We have an Executive VP of Strategy who used to work in federal government for 20 years in procurement and has been spearheading this effort. This is a collaborative effort between Humacyte, the Department of Defense and several surgeons at different military treatment facilities. It's difficult to give precise timing, but we are hoping to have this purchase completed by around September. The purchase would then be involved in training surgeons and in clinical use at different MTFs. As with the FDA, it's hard to predict exact timing on DoD actions.

Operator

The next question is from the line of Peter Spanogiannopoulos with Piper Sandler.

Speaker 7

Following the recent amendment of the Fresenius agreement, what is your current priority for international commercialization? If you could elaborate on your ex U.S. strategy, specifically regarding any plans for the European market and the steps you're taking to advance those initiatives?

Clearly, the reacquisition of our ex-U.S. rights as a result of the amendment with Fresenius creates a lot of opportunities for us. We had already initiated a number of efforts within the Middle East, and those continue and will likely expand. That's an area of focus for various reasons, including current interest from that region. We continue to push that forward extensively. As you inferred, we also have the ability to pursue European or other major region ex-U.S. partners, including Japan or Europe, and we have initiated outreach to commence those discussions.

Operator

Our next question is from the line of Bruce Jackson with StoneX.

Speaker 8

I'd like to ask a question about the dialysis market. In particular, I'd like to ask about the CMS End-Stage Renal Disease Quality Incentive program for 2026, which provides some incentives to use fistulas or grafts instead of catheters. In particular, the long-term catheter rate is a key measure. So does this provide any kind of incentive for more rapid uptake in the dialysis market compared to trauma? And does this also dovetail with the applicability in the female population?

Yes, Bruce, absolutely. CMS has instituted a payment system whereby dialysis clinics that maintain large numbers of patients on catheters can suffer in terms of reimbursement. So dialysis centers, for reasons of patient care and reimbursement, are eager to get patients off of catheters. For women in particular, nearly one in three women dialyzes in the U.S. on a catheter. Many of these are not by choice; it's because they cannot get a fistula to mature and surgeons are unwilling to put a graft in the patient typically because of infection risk. This is a hard number to change because there have been no other alternatives for women in decades.

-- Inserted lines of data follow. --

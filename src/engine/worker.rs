// SPDX-License-Identifier: MIT

//! Worker node - one task cycle ending in exactly one message
//!
//! A worker drives a bounded generate/tool loop: the generation oracle
//! either returns the step's final text or requests tool calls, whose
//! outputs are fed back on the next turn. Tool failures are fatal to
//! the step and propagate to the executor; there is no retry at this
//! layer.

use crate::engine::roster::{WorkerDescriptor, WorkerName};
use crate::engine::state::{Message, StateDelta, StateView};
use crate::error::OrchestratorError;
use crate::oracle::{Completion, GenerationOracle, ToolExchange};
use crate::tool::Tool;
use crate::tools::registry::ToolRegistry;
use std::collections::HashMap;
use std::sync::Arc;

/// Upper bound on generation turns within one worker step
const MAX_TURNS: u32 = 10;

pub struct WorkerNode {
    name: WorkerName,
    instruction: String,
    oracle: Arc<dyn GenerationOracle>,
    tools: Vec<Arc<dyn Tool>>,
    tool_map: HashMap<String, usize>,
}

impl WorkerNode {
    pub fn new(
        name: WorkerName,
        instruction: String,
        oracle: Arc<dyn GenerationOracle>,
        tools: Vec<Arc<dyn Tool>>,
    ) -> Self {
        let tool_map = tools
            .iter()
            .enumerate()
            .map(|(i, t)| (t.name().to_string(), i))
            .collect();
        Self {
            name,
            instruction,
            oracle,
            tools,
            tool_map,
        }
    }

    /// Build a node from its descriptor, resolving the declared
    /// capability names against the registry. The capability set is
    /// fixed here and never changes mid-run; a name the registry does
    /// not know is a configuration error.
    pub async fn from_descriptor(
        descriptor: &WorkerDescriptor,
        oracle: Arc<dyn GenerationOracle>,
        registry: &ToolRegistry,
    ) -> Result<Self, OrchestratorError> {
        let mut tools = Vec::with_capacity(descriptor.tools.len());
        for tool_name in &descriptor.tools {
            let tool = registry
                .get(tool_name)
                .await
                .ok_or_else(|| OrchestratorError::ToolNotFound {
                    name: tool_name.clone(),
                })?;
            tools.push(tool);
        }
        Ok(Self::new(
            descriptor.name,
            descriptor.instruction.clone(),
            oracle,
            tools,
        ))
    }

    pub fn name(&self) -> WorkerName {
        self.name
    }

    fn get_tool(&self, name: &str) -> Option<&Arc<dyn Tool>> {
        self.tool_map.get(name).map(|&i| &self.tools[i])
    }

    /// Execute one task cycle over a read-only view of the run state.
    /// Returns a delta appending exactly one message attributed to
    /// this worker.
    pub async fn execute(&self, view: StateView<'_>) -> Result<StateDelta, OrchestratorError> {
        let mut scratchpad: Vec<ToolExchange> = Vec::new();

        for turn in 0..MAX_TURNS {
            log::info!("Worker {} turn {}/{}", self.name, turn + 1, MAX_TURNS);
            let completion = self
                .oracle
                .generate(&self.instruction, view, &scratchpad, &self.tools)
                .await?;

            let calls = match completion {
                Completion::Text(text) => {
                    log::info!(
                        "Worker {} produced message ({} chars)",
                        self.name,
                        text.len()
                    );
                    return Ok(StateDelta::message(Message::worker(
                        self.name.to_string(),
                        text,
                    )));
                }
                Completion::ToolCalls(calls) => calls,
            };

            if calls.is_empty() {
                return Err(OrchestratorError::from(format!(
                    "Worker {} returned an empty tool-call set",
                    self.name
                )));
            }

            for call in calls {
                let tool = self
                    .get_tool(&call.name)
                    .ok_or_else(|| OrchestratorError::ToolNotFound {
                        name: call.name.clone(),
                    })?;

                log::info!("Worker {} calling tool {}", self.name, call.name);
                let output = tool.execute(call.args.clone()).await?;
                scratchpad.push(ToolExchange { call, output });
            }
        }

        Err(OrchestratorError::from(format!(
            "Worker {} reached max turns without a text completion",
            self.name
        )))
    }
}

We believe that this is the sweet spot for patient care and reimbursement for dialysis centers. If we can target women who are remaining on catheters and suffering complications and expense, we believe we can improve outcomes while decreasing costs. The cost of an average hospitalization for a catheter infection can be nearly $30,000. Patients who are on catheters who then get a fistula but the fistula fails have first-year costs around $45,000 because of return trips to the operating room and rehospitalization. Remaining on catheter is expensive; trying to get off catheter and failing is even more expensive. We believe that Symvess may offer an alternative that will reliably work in women, won't fail to mature and will have a low infection rate. That could represent a real benefit for this population.

Operator

At this time, I'll turn the floor back to management for closing remarks.

I'd like to thank the analysts for their thoughtful and insightful questions this morning and also the audience for listening to us. We have had a tremendous number of developments and Humacyte is firing on all cylinders to both expand our current commercial footprint in the U.S. and worldwide, and to take advantage of the numerous opportunities that this platform technology is affording us. I am impressed and grateful to the people at Humacyte who have been incredibly productive and have accomplished so much over these past several years. I'm very excited about what the rest of 2026 is going to bring. Thank you for your attention.

Operator

Thank you. Ladies and gentlemen, this will conclude today's conference. You may disconnect your lines at this time, and have a wonderful day.